Economia

Intesa alza il prezzo dei crediti deteriorati E le banche brindano

Ceduti a Intrum 11 miliardi di sofferenze e cabina di regia comune. Scende lo spread

Intesa alza il prezzo dei crediti deteriorati  E le banche brindano

Camilla Conti

L'accordo siglato ieri con la svedese Intrum non fa bene solo a Intesa Sanpaolo, che si libera in un colpo solo di 11 miliardi di sofferenze sulle 26 da smaltire entro il 2021, ma a tutto il sistema. Le banche, infatti, hanno brindato in Borsa: Unicredit e Bper hanno guadagnato il 2,1%, Banco Bpm il 2,9% e la stessa Intesa ha chiuso con un +0,9 per cento. L'impatto è stato positivo anche sui titoli di Stato: lo spread tra Btp e Bund ha chiuso in ribasso a 125 punti base da 128 della chiusura di lunedì.

«Questa operazione stabilizza le condizioni di mercato delle sofferenze in Italia», ha sottolineato ieri l'ad Carlo Messina. Perché? Intrum ha acquistato 10,8 miliardi di euro di crediti deteriorati di Intesa con una valutazione di 3,1 miliardi pari al 28,7% sul valore di libro, in linea con i dati iscritti a bilancio e ben superiore a quella delle transazioni concluse finora. Unicredit, ad esempio, ha venduto i 17,7 miliardi sofferenze a un prezzo pari al 13% del nominale. L'accordo con Intrum riguarda due operazioni distinte. La prima si riferisce all'integrazione delle piattaforme italiane di Intesa - la Capital Light Bank - e il gruppo scandinavo che avrà il 51% della nuova società presieduta da Giovanni Gilli. La seconda è invece appunto la vendita dei crediti in sofferenza con una plusvalenza di circa 400 milioni dopo le imposte nel conto economico consolidato di Intesa. L'alleanza Intesa-Intrum apre la strada a operazioni simili. Ma per l'intero sistema del credito il nuovo benchmark fissato ieri da Ca' de Sass serve soprattutto a riequilibrare l'instabilità creata a novembre del 2015, quando il governo Renzi varò il decreto Salva-banche. Secondo molti osservatori è stato proprio quel provvedimento, concepito per mettere in sicurezza Etruria&C, a seminare l'instabilità in tutto il comparto. Da un lato Bankitalia ha scelto di valutare le sofferenze delle banche in esame al 17% del nominale (un valore poi alzato al 22% nei primi mesi del 2016), fissando neanche troppo implicitamente un livello molto severo per l'interno settore bancario; dall'altro lato le autorità europee hanno imposto tempi molto stretti per la cessione delle good bank, cioé i nuovi istituti ripuliti dai crediti deteriorati rendendo concreto il rischio di una svendita.
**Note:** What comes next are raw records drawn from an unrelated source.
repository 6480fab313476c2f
//! Sign-up admission policy based on the email domain.

use super::IdentityDomainError;

/// Restricts self-service sign-up to an allow list of email domains.
///
/// An empty allow list admits every domain.
#[derive(Debug, Clone, Default, PartialEq, Eq)]
pub struct SignUpPolicy {
    allowed_domains: Vec<String>,
}

impl SignUpPolicy {
    /// Creates a policy from a list of allowed domains.
    #[must_use]
    pub fn new(allowed_domains: impl IntoIterator<Item = String>) -> Self {
        Self {
            allowed_domains: allowed_domains
                .into_iter()
                .map(|domain| domain.trim().to_ascii_lowercase())
                .filter(|domain| !domain.is_empty())
                .collect(),
        }
    }

    /// Returns the normalized allow list.
    #[must_use]
    pub fn allowed_domains(&self) -> &[String] {
        &self.allowed_domains
    }

    /// Checks whether an email address may sign up.
    ///
    /// # Errors
    ///
    /// Returns [`IdentityDomainError::InvalidEmail`] when the address has no
    /// domain, or [`IdentityDomainError::DomainNotAllowed`] when the domain is
    /// not on the allow list.
    pub fn admit(&self, email: &str) -> Result<(), IdentityDomainError> {
        let domain = email
            .rsplit_once('@')
            .map(|(_, domain)| domain.trim().to_ascii_lowercase())
            .filter(|domain| !domain.is_empty())
            .ok_or_else(|| IdentityDomainError::InvalidEmail(email.to_owned()))?;

        if self.allowed_domains.is_empty() || self.allowed_domains.contains(&domain) {
            return Ok(());
        }

        Err(IdentityDomainError::DomainNotAllowed {
            domain,
            allowed: self.allowed_domains.join(", "),
        })
    }
}
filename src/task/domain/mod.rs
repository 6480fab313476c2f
//! Domain model for tasks and the records that hang off them.
//!
//! Tasks move through a small status state machine with `CLOSED` as the
//! only terminal state. Every mutation is expressed as a validated
//! [`TaskChanges`] value so persistence adapters can apply it without
//! re-checking business rules.

mod collaboration;
mod error;
mod ids;
mod project;
mod status;
mod task;

pub use collaboration::{Assignment, Attachment, AttachmentPolicy, Comment, UploadedObject};
pub use error::{ParsePriorityError, ParseTaskStatusError, TaskDomainError};
pub use ids::{AttachmentId, CommentId, ProjectId, SprintId, TaskId};
pub use project::{Project, ProjectDraft, ProjectStatus, Sprint, SprintDraft, SprintStatus};
pub use status::{Priority, TaskStatus};
pub use task::{
    CommitInfo, PullRequestState, RepositoryLink, Task, TaskChange, TaskChanges, TaskDraft,
    TaskPatch,
};
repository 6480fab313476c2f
//! Authorization and identity gate.
//!
//! Verifies bearer credentials against the identity provider's published
//! signing keys and resolves the [`domain::Actor`] that mutation services
//! receive. Layout follows the crate's hexagonal convention:
//!
//! - Domain types in [`domain`]
//! - Port contracts in [`ports`]
//! - Adapter implementations in [`adapters`]
//! - Orchestration services in [`services`]

pub mod adapters;
pub mod domain;
pub mod ports;
pub mod services;

#[cfg(test)]
mod tests;
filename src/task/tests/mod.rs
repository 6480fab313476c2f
//! Unit tests for the task module.

mod domain_tests;
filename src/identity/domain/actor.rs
//! Authenticated actor context passed into mutation services.

use super::UserId;
use serde::{Deserialize, Serialize};

/// Prefix applied to the identifiers of system actors.
const SYSTEM_ACTOR_PREFIX: &str = "system:";

/// Kind of principal behind an [`Actor`].
#[derive(Debug, Clone, Copy, PartialEq, Eq, Hash, Serialize, Deserialize)]
#[serde(rename_all = "snake_case")]
pub enum ActorKind {
    /// A human user authenticated with a bearer credential.
    User,
    /// An internal integration acting on the system's behalf.
    System,
}

/// Identity with resolved role on whose behalf an operation executes.
///
/// Services receive the actor opaquely and evaluate only role and
/// assignment predicates; they never re-validate the credential.
#[derive(Debug, Clone, PartialEq, Eq, Serialize, Deserialize)]
pub struct Actor {
    user_id: UserId,
    email: Option<String>,
    groups: Vec<String>,
    is_admin: bool,
    kind: ActorKind,
}

impl Actor {
    /// Creates an actor from verified credential claims.
    #[must_use]
    pub fn from_claims(
        user_id: UserId,
        email: Option<String>,
        groups: Vec<String>,
        admin_group: &str,
    ) -> Self {
        let is_admin = groups.iter().any(|group| group == admin_group);
        Self {
            user_id,
            email,
            groups,
            is_admin,
            kind: ActorKind::User,
        }
    }

    /// Creates a non-admin member actor.
    #[must_use]
    pub const fn member(user_id: UserId) -> Self {
        Self {
            user_id,
            email: None,
            groups: Vec::new(),
            is_admin: false,
            kind: ActorKind::User,
        }
    }

    /// Creates an administrator actor.
    #[must_use]
    pub const fn admin(user_id: UserId) -> Self {
        Self {
            user_id,
            email: None,
            groups: Vec::new(),
            is_admin: true,
            kind: ActorKind::User,
        }
    }

    /// Creates an admin-equivalent system actor for internal integrations.
    ///
    /// The identifier is `system:<name>`.
    #[must_use]
    pub fn system(name: &str) -> Self {
        Self {
            user_id: UserId::from_trusted(format!("{SYSTEM_ACTOR_PREFIX}{}", name.trim())),
            email: None,
            groups: Vec::new(),
            is_admin: true,
            kind: ActorKind::System,
        }
    }

    /// Sets the actor's email address.
    #[must_use]
    pub fn with_email(mut self, email: impl Into<String>) -> Self {
        self.email = Some(email.into());
        self
    }

    /// Returns the actor's user identifier.
    #[must_use]
    pub const fn user_id(&self) -> &UserId {
        &self.user_id
    }

    /// Returns the actor's email address, if known.
    #[must_use]
    pub fn email(&self) -> Option<&str> {
        self.email.as_deref()
    }

    /// Returns the actor's group memberships.
    #[must_use]
    pub fn groups(&self) -> &[String] {
        &self.groups
    }

    /// Returns `true` for administrators and system actors.
    #[must_use]
    pub const fn is_admin(&self) -> bool {
        self.is_admin
    }

    /// Returns the principal kind.
    #[must_use]
    pub const fn kind(&self) -> ActorKind {
        self.kind
    }

    /// Returns `true` for system actors.
    #[must_use]
    pub fn is_system(&self) -> bool {
        self.kind == ActorKind::System
    }
}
Poi l'onere di far partire un mercato italiano dei crediti in sofferenza è stato caricato sulle spalle del fondo Atlante con l'obiettivo di offrire alle banche prezzi molto al di sopra della media di mercato (32-33% del nominale).

Come ha ricordato Messina, «l'Italia era nella tempesta perfetta, sono state fatte delle dismissioni tali da garantire il 20 o 30% di rendimento a fondi con approccio speculativo. Abbiamo invece reso specifico che le sofferenze non possono essere vendute a 10 ma a valori prossimi ai valori di carico». Al contrario, con l'operazione Intrum, «siamo riusciti a dimostrare che le sofferenze nei bilanci» delle banche «possono essere vendute a valori prossimi a quelli di carico», ha aggiunto il banchiere.

Se il sistema bancario italiano festeggia, quello tedesco è finito sotto ai riflettori della Bce che ha chiesto a Deutsche Bank di stimare i costi della liquidazione delle attività di trading, la prima simulazione di questo tipo per una delle maggiori banche Ue.